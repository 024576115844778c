use crate::diagnostic::Diagnostic;
use quickfix_syntax::GreenElement;
use serde::{Deserialize, Serialize};

/// One analysis pass: an analyzed source unit and the diagnostics raised on it.
///
/// Reading is tolerant: unknown fields are ignored and `diagnostics` may be
/// absent.
#[derive(Debug, Clone, Serialize, Deserialize)]
pub struct PassFile {
    pub schema: String,

    /// Logical name of the source unit, e.g. `src/Main.kt`.
    pub source_name: String,

    pub tree: GreenElement,

    #[serde(default)]
    pub diagnostics: Vec<Diagnostic>,
}

impl PassFile {
    pub fn new(source_name: impl Into<String>, tree: GreenElement) -> Self {
        Self {
            schema: crate::schema::QUICKFIX_PASS_V1.to_string(),
            source_name: source_name.into(),
            tree,
            diagnostics: vec![],
        }
    }
}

- [Assignment]: The complete listing, transcribed exactly, is the expected answer.

- [Output for this task]:
repository 024576115844778c
use crate::diagnostic::Diagnostic;
use quickfix_syntax::GreenElement;
use serde::{Deserialize, Serialize};

/// One analysis pass: an analyzed source unit and the diagnostics raised on it.
///
/// Reading is tolerant: unknown fields are ignored and `diagnostics` may be
/// absent.
#[derive(Debug, Clone, Serialize, Deserialize)]
pub struct PassFile {
    pub schema: String,

    /// Logical name of the source unit, e.g. `src/Main.kt`.
    pub source_name: String,

    pub tree: GreenElement,

    #[serde(default)]
    pub diagnostics: Vec<Diagnostic>,
}

impl PassFile {
    pub fn new(source_name: impl Into<String>, tree: GreenElement) -> Self {
        Self {
            schema: crate::schema::QUICKFIX_PASS_V1.to_string(),
            source_name: source_name.into(),
            tree,
            diagnostics: vec![],
        }
    }
}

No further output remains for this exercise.